Are you looking for something with no lock-in period, no tax on investment income, withdrawal anytime, a chance to grow your principal amount, and the chance to earn an 8% annual dividend? Where can you get such returns and flexibility? The stock market has your back, as you prepare for the recession.
In life, you have to take risks
You may think, “How can you have your cake and eat it, too? There has got to be a catch.” Yes, there is. You have to be prepared to take short-term risks. There is a chance your principal amount might fall by 10-20%, and your distribution amount might be cut by 30-40% in the next 12 months if the recession deepens.
But if you don’t panic and stay invested, your money could grow when the economy recovers, while you continue to earn a distribution of 5-6%. Your distribution can also grow with the economy.
Grow your stock portfolio and get income, too
The rising interest rates have pulled down the fair value of properties. However, rising inflation continues to grow rental income. Housing some of the most expensive real estate properties, Canadian REITs are in a sweet spot. REIT stock prices are down, and rental income is high. If the economy goes deep into recession, some REITs could see a reduction in occupancy rates, but it is unlikely to be as big a shock as the pandemic.
True North Commercial REIT
Pure-play commercial REIT True North Commercial REIT (TSX:TNT.UN) is better off after the pandemic, as people return to offices.

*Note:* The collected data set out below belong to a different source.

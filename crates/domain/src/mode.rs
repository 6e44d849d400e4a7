//! Household mode: the three-way home / away / sleep toggle.

use std::fmt;
use std::str::FromStr;

use serde::{Deserialize, Serialize};

use crate::error::ValidationError;

/// Banner text while everyone is home.
pub const HOME_ALERT: &str = "All clear, house is comfy \u{1F49C}";
/// Banner text while the house is empty.
pub const AWAY_ALERT: &str = "House is guarded. I will notify on any motion.";
/// Banner text overnight.
pub const SLEEP_ALERT: &str = "Quiet mode on. I will keep an eye on alerts.";

/// Household mode selected by the user.
#[derive(Debug, Clone, Copy, PartialEq, Eq, Hash, Default, Serialize, Deserialize)]
#[serde(rename_all = "lowercase")]
pub enum Mode {
    #[default]
    Home,
    Away,
    Sleep,
}

impl Mode {
    /// Every mode, in toggle order.
    pub const ALL: [Mode; 3] = [Mode::Home, Mode::Away, Mode::Sleep];

    /// Lower-case wire name.
    #[must_use]
    pub fn as_str(self) -> &'static str {
        match self {
            Self::Home => "home",
            Self::Away => "away",
            Self::Sleep => "sleep",
        }
    }

    /// Capitalized name for buttons.
    #[must_use]
    pub fn label(self) -> &'static str {
        match self {
            Self::Home => "Home",
            Self::Away => "Away",
            Self::Sleep => "Sleep",
        }
    }

    /// Greeting banner shown while this mode is active.
    #[must_use]
    pub fn alert_message(self) -> &'static str {
        match self {
            Self::Home => HOME_ALERT,
            Self::Away => AWAY_ALERT,
            Self::Sleep => SLEEP_ALERT,
        }
    }

    /// Accent color (CSS hex) for the avatar.
    #[must_use]
    pub fn accent_color(self) -> &'static str {
        match self {
            Self::Home => "#d8f3dc",
            Self::Away => "#ffe5ec",
            Self::Sleep => "#e7e9fb",
        }
    }
}

impl fmt::Display for Mode {
    fn fmt(&self, f: &mut fmt::Formatter<'_>) -> fmt::Result {
        f.write_str(self.as_str())
    }
}

impl FromStr for Mode {
    type Err = ValidationError;

    fn from_str(s: &str) -> Result<Self, Self::Err> {
        match s {
            "home" => Ok(Self::Home),
            "away" => Ok(Self::Away),
            "sleep" => Ok(Self::Sleep),
            other => Err(ValidationError::UnknownMode(other.to_string())),
        }
    }
}

#[cfg(test)]
mod tests {
    use super::*;

    #[test]
    fn should_default_to_home() {
        assert_eq!(Mode::default(), Mode::Home);
    }

    #[test]
    fn should_map_modes_to_exact_alerts() {
        assert_eq!(
            Mode::Away.alert_message(),
            "House is guarded. I will notify on any motion."
        );
        assert_eq!(
            Mode::Sleep.alert_message(),
            "Quiet mode on. I will keep an eye on alerts."
        );
        assert_eq!(Mode::Home.alert_message(), "All clear, house is comfy 💜");
    }

    #[test]
    fn should_map_modes_to_accent_colors() {
        assert_eq!(Mode::Home.accent_color(), "#d8f3dc");
        assert_eq!(Mode::Away.accent_color(), "#ffe5ec");
        assert_eq!(Mode::Sleep.accent_color(), "#e7e9fb");
    }

    #[test]
    fn should_reject_unknown_mode_when_parsing_strictly() {
        assert_eq!(
            "Away".parse::<Mode>(),
            Err(ValidationError::UnknownMode("Away".to_string()))
        );
    }

    #[test]
    fn should_roundtrip_through_display_and_from_str() {
        for mode in Mode::ALL {
            assert_eq!(mode.to_string().parse::<Mode>().unwrap(), mode);
        }
    }

    #[test]
    fn should_serialize_lowercase() {
        assert_eq!(serde_json::to_string(&Mode::Sleep).unwrap(), "\"sleep\"");
    }
}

In the second quarter, it contracted and renewed leases, in which it increased rent by 5.5%. The higher rent helped the REIT increase its net operating income from the same properties by 7.2% year over year, despite a reduction in occupancy rate to 95.4% from 97.1% in the second quarter of 2021.

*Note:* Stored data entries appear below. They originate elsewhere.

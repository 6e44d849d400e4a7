//! End-to-end smoke tests for the full eved stack.
//!
//! Each test serves a fake home API on an ephemeral local port, points the
//! real hyper client at it, mounts a real dashboard and exercises the axum
//! router via `tower::ServiceExt::oneshot`.

use std::sync::Arc;

use axum::Json;
use axum::Router;
use axum::body::Body;
use axum::http::{Request, StatusCode, header};
use axum::routing::get;
use eve_adapter_http_axum::router;
use eve_adapter_http_axum::state::AppState;
use eve_adapter_http_hyper::{HttpApiConfig, HyperHomeApi};
use eve_app::services::dashboard::{Dashboard, Phase};
use eve_domain::time::DisplayZone;
use http_body_util::BodyExt;
use serde_json::{Value, json};
use tower::ServiceExt;

/// Serve `upstream` on an ephemeral local port and return its base URL.
async fn serve(upstream: Router) -> String {
    let listener = tokio::net::TcpListener::bind("127.0.0.1:0").await.unwrap();
    let addr = listener.local_addr().unwrap();
    tokio::spawn(async move {
        axum::serve(listener, upstream).await.unwrap();
    });
    format!("http://{addr}")
}

/// Home API answering every endpoint with live data.
fn live_upstream() -> Router {
    Router::new()
        .route(
            "/api/v1/rooms",
            get(|| async {
                Json(json!({"rooms": [
                    {"room": "office", "occupied": true, "door_open": true,
                     "window_open": false, "temperature": 23, "humidity": 38.5,
                     "air_quality": 7, "last_seen_at": "2024-01-01T00:00:00Z"}
                ]}))
            }),
        )
        .route(
            "/api/v1/fridge",
            get(|| async {
                Json(json!({"fridges": [
                    {"room": "kitchen", "summary": "Running low on greens",
                     "health_score": 0.456,
                     "items": {"healthy": ["kale"], "less_healthy": []}},
                    {"room": "garage", "summary": "ignored"}
                ]}))
            }),
        )
        .route(
            "/api/v1/occupants/{person}/weight",
            get(|| async {
                Json(json!({"metrics": [
                    {"person": "sobu", "metric_type": "heart_rate",
                     "captured_at": "2024-01-02T00:00:00Z"},
                    {"person": "sobu", "metric_type": "weight", "weight_kg": 70.25,
                     "captured_at": "2024-01-01T00:00:00Z"}
                ]}))
            }),
        )
}

/// Mount a dashboard against `base_url`, wait for the fetches, and build the router.
async fn app(base_url: String) -> (Router, Arc<Dashboard<HyperHomeApi>>) {
    let api = HyperHomeApi::new(&HttpApiConfig {
        base_url,
        timeout_secs: Some(5),
    });
    let dashboard = Arc::new(Dashboard::new(api, "sobu"));
    assert!(dashboard.mount().await);
    dashboard.settle().await;

    let state = AppState::new(
        Arc::clone(&dashboard),
        DisplayZone::utc(),
        10,
    );
    (router::build(state), dashboard)
}

async fn get_json(app: Router, uri: &str) -> Value {
    let resp = app
        .oneshot(Request::builder().uri(uri).body(Body::empty()).unwrap())
        .await
        .unwrap();
    assert_eq!(resp.status(), StatusCode::OK);
    let bytes = resp.into_body().collect().await.unwrap().to_bytes();
    serde_json::from_slice(&bytes).unwrap()
}

async fn get_html(app: Router, uri: &str) -> String {
    let resp = app
        .oneshot(Request::builder().uri(uri).body(Body::empty()).unwrap())
        .await
        .unwrap();
    assert_eq!(resp.status(), StatusCode::OK);
    let bytes = resp.into_body().collect().await.unwrap().to_bytes();
    String::from_utf8(bytes.to_vec()).unwrap()
}

// ---------------------------------------------------------------------------
// Health check
// ---------------------------------------------------------------------------

#[tokio::test]
async fn should_return_ok_when_health_check_called() {
    let (app, _) = app(serve(Router::new()).await).await;

    let resp = app
        .oneshot(
            Request::builder()
                .uri("/health")
                .body(Body::empty())
                .unwrap(),
        )
        .await
        .unwrap();

    assert_eq!(resp.status(), StatusCode::OK);
}

// ---------------------------------------------------------------------------
// Live data
// ---------------------------------------------------------------------------

#[tokio::test]
async fn should_replace_fixtures_with_live_data() {
    let (app, dashboard) = app(serve(live_upstream()).await).await;
    assert_eq!(dashboard.phase().await, Phase::Mounted);

    let view = get_json(app, "/api/dashboard").await;

    let rooms = view["rooms"].as_array().unwrap();
    assert_eq!(rooms.len(), 1);
    assert_eq!(rooms[0]["name"], "office");
    assert_eq!(rooms[0]["door"], "Open");
    assert_eq!(rooms[0]["temperature"], "23");
    assert_eq!(rooms[0]["humidity"], "38.5");
    assert_eq!(rooms[0]["last_seen"], "1/1/2024, 12:00:00 AM");

    assert_eq!(view["fridge"]["summary"], "Running low on greens");
    assert_eq!(view["fridge"]["health"], "46%");
    assert_eq!(view["fridge"]["categories"]["healthy"], "kale");
    assert_eq!(view["fridge"]["categories"]["less_healthy"], "n/a");

    assert_eq!(view["metric"]["weight"], "70.3 kg");
    assert_eq!(view["metric"]["updated"], "Updated 1/1/2024, 12:00:00 AM");
}

#[tokio::test]
async fn should_render_live_data_on_the_page() {
    let (app, _) = app(serve(live_upstream()).await).await;

    let body = get_html(app, "/").await;

    assert!(body.contains("office"));
    assert!(!body.contains("livingroom"));
    assert!(body.contains("Running low on greens"));
    assert!(body.contains("46%"));
    assert!(body.contains("70.3 kg"));
}

// ---------------------------------------------------------------------------
// Fallbacks
// ---------------------------------------------------------------------------

#[tokio::test]
async fn should_keep_fixtures_when_upstream_is_down() {
    let listener = tokio::net::TcpListener::bind("127.0.0.1:0").await.unwrap();
    let addr = listener.local_addr().unwrap();
    drop(listener);
    let (app, _) = app(format!("http://{addr}")).await;

    let view = get_json(app, "/api/dashboard").await;

    assert_eq!(view["rooms"].as_array().unwrap().len(), 3);
    assert_eq!(view["rooms"][0]["name"], "livingroom");
    assert_eq!(view["fridge"]["health"], "82%");
    assert_eq!(view["metric"]["weight"], "68.5 kg");
}

#[tokio::test]
async fn should_keep_fixture_rooms_when_upstream_returns_none() {
    let upstream = Router::new()
        .route("/api/v1/rooms", get(|| async { Json(json!({"rooms": []})) }))
        .route(
            "/api/v1/fridge",
            get(|| async {
                Json(json!({"fridges": [{"room": "kitchen", "health_score": 0, "items": ["milk"]}]}))
            }),
        );
    let (app, _) = app(serve(upstream).await).await;

    let view = get_json(app, "/api/dashboard").await;

    assert_eq!(view["rooms"].as_array().unwrap().len(), 3);
    assert_eq!(view["fridge"]["summary"], "");
    assert_eq!(view["fridge"]["health"], "0%");
    assert!(view["fridge"]["categories"].is_null());
    // metrics endpoint is missing (404), so the fixture reading stays
    assert_eq!(view["metric"]["weight"], "68.5 kg");
}

// ---------------------------------------------------------------------------
// Mode
// ---------------------------------------------------------------------------

#[tokio::test]
async fn should_switch_mode_without_touching_data() {
    let (app, _) = app(serve(live_upstream()).await).await;

    let resp = app
        .clone()
        .oneshot(
            Request::builder()
                .method("POST")
                .uri("/mode")
                .header(header::CONTENT_TYPE, "application/x-www-form-urlencoded")
                .body(Body::from("mode=away"))
                .unwrap(),
        )
        .await
        .unwrap();
    assert_eq!(resp.status(), StatusCode::SEE_OTHER);

    let view = get_json(app, "/api/dashboard").await;
    assert_eq!(view["banner"]["alert"], "House is guarded. I will notify on any motion.");
    assert_eq!(view["banner"]["accent_color"], "#ffe5ec");
    assert_eq!(view["modes"][1]["selected"], true);
    assert_eq!(view["rooms"][0]["name"], "office");
}

// ---------------------------------------------------------------------------
// Teardown
// ---------------------------------------------------------------------------

#[tokio::test]
async fn should_report_torn_down_after_teardown() {
    let (_, dashboard) = app(serve(live_upstream()).await).await;

    dashboard.teardown().await;

    assert_eq!(dashboard.phase().await, Phase::TornDown);
    assert!(!dashboard.mount().await);
}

The REIT has a distribution payout ratio of 96%, which is slightly high but sustainable if it maintains its occupancy rate at current levels. At least 76% of its rental income is secure, as tenants are governments and high-credit-ranking companies. The REIT’s stock price is volatile in the near term, but it has the potential to return to its average price of $7.5 in the recovery phase, representing 13% upside from the current stock price. The stock has already recovered 11% from the April 20th to June 16th selloff.
In the meantime, you can enjoy an annual distribution yield of 8.96%. A $2,000 investment in True North Commercial REIT through the Tax-Free Savings Account (TFSA) can earn you $179 in an annual payout. The REIT has maintained stable monthly distribution since 2014. If the economic scenario worsens, and the REIT has to slash the distribution, it will likely announce a 20-33% deduction. This could slash your passive income to $120, which equates to a 6% yield on a $2,000 investment.

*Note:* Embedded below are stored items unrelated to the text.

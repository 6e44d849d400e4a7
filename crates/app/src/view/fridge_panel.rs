//! Fridge panel: summary, health score and item categories.

use serde::Serialize;

use eve_domain::fridge::{FridgeState, HEALTHY, LESS_HEALTHY};

/// Display form of a [`FridgeState`].
#[derive(Debug, Clone, PartialEq, Eq, Serialize)]
pub struct FridgePanel {
    /// Empty when the fridge reports no summary.
    pub summary: String,
    /// Rounded percentage such as `82%`, or `N/A`.
    pub health: String,
    /// Present only when items are grouped by category.
    pub categories: Option<FridgeCategories>,
}

/// Comma-joined item names per category, `n/a` when empty.
#[derive(Debug, Clone, PartialEq, Eq, Serialize)]
pub struct FridgeCategories {
    pub healthy: String,
    pub less_healthy: String,
}

impl FridgePanel {
    #[must_use]
    pub fn render(fridge: &FridgeState) -> Self {
        let categories = fridge
            .items
            .as_ref()
            .filter(|items| items.is_categorized())
            .map(|items| FridgeCategories {
                healthy: join_or_na(items.category(HEALTHY)),
                less_healthy: join_or_na(items.category(LESS_HEALTHY)),
            });

        Self {
            summary: fridge.summary.clone().unwrap_or_default(),
            health: fridge
                .health_score
                .map_or_else(|| "N/A".to_string(), health_percent),
            categories,
        }
    }
}

/// `0.82` → `82%`.
#[must_use]
pub fn health_percent(score: f64) -> String {
    // `+ 0.0` turns a negative zero into `0`
    format!("{:.0}%", (score * 100.0).round() + 0.0)
}

fn join_or_na(items: Option<&[String]>) -> String {
    match items {
        Some(items) if !items.is_empty() => items.join(", "),
        _ => "n/a".to_string(),
    }
}

#[cfg(test)]
mod tests {
    use super::*;
    use eve_domain::fixtures;
    use eve_domain::fridge::FridgeItems;
    use std::collections::BTreeMap;

    fn bare_fridge() -> FridgeState {
        FridgeState {
            room: "kitchen".to_string(),
            summary: None,
            health_score: None,
            items: None,
            last_checked_at: None,
        }
    }

    #[test]
    fn should_render_fixture_fridge() {
        let panel = FridgePanel::render(&fixtures::fridge());

        assert_eq!(panel.summary, "Fresh greens, fruit, and Luminora rolls inside");
        assert_eq!(panel.health, "82%");
        let categories = panel.categories.unwrap();
        assert_eq!(categories.healthy, "salad, berries, Luminora rolls");
        assert_eq!(categories.less_healthy, "soda can");
    }

    #[test]
    fn should_render_na_when_health_missing() {
        let panel = FridgePanel::render(&bare_fridge());
        assert_eq!(panel.health, "N/A");
        assert_eq!(panel.summary, "");
        assert!(panel.categories.is_none());
    }

    #[test]
    fn should_round_health_to_nearest_percent() {
        assert_eq!(health_percent(0.826), "83%");
        assert_eq!(health_percent(0.824), "82%");
        assert_eq!(health_percent(1.0), "100%");
        assert_eq!(health_percent(0.0), "0%");
    }

    #[test]
    fn should_not_render_negative_zero_percent() {
        assert_eq!(health_percent(-0.001), "0%");
        assert_eq!(health_percent(-0.0), "0%");
    }

    #[test]
    fn should_render_na_for_missing_or_empty_categories() {
        let mut map = BTreeMap::new();
        map.insert(HEALTHY.to_string(), Vec::new());
        let fridge = FridgeState {
            items: Some(FridgeItems::Categorized(map)),
            ..bare_fridge()
        };

        let categories = FridgePanel::render(&fridge).categories.unwrap();
        assert_eq!(categories.healthy, "n/a");
        assert_eq!(categories.less_healthy, "n/a");
    }

    #[test]
    fn should_skip_categories_for_flat_items() {
        let fridge = FridgeState {
            items: Some(FridgeItems::Flat(vec!["milk".to_string()])),
            ..bare_fridge()
        };
        assert!(FridgePanel::render(&fridge).categories.is_none());
    }
}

In both scenarios, you can have your cake and eat it, too.
Enbridge stock
Enbridge (TSX:ENB)(NYSE:ENB) is a Dividend Aristocrat known for its 27 years of dividend growth at a 10% compounded annual growth rate (CAGR). The company has pipelines that give a direct path for Canada’s oil and gas to the United States markets. The pipeline stock is falling after the sudden surge in natural gas prices pushed the stock up 9.3% since mid-June. This is an opportunity to lock in a 6.2% dividend yield.
While Enbridge’s stock price is impacted by oil and gas prices, the magnitude is less. The European energy crisis will keep the stock volatile, but the stock will continue to pay dividends. A $2,000 investment will fetch you $124.8 in annual dividend. The company has slowed its dividend-growth rate amid crises. But it could accelerate the growth, as more pipelines come online. In the worst-case scenario of a deep recession, Enbridge might not grow its dividend but sustain it at the current level.
Foolish takeaway
Enbridge has a lower risk than True North Commercial REIT. You can divide $2,000 among the two stocks as per your risk profile. A 50:50 distribution would give you an annual income of $152 and mitigate the impact of distribution cuts, if any, balancing risk and reward.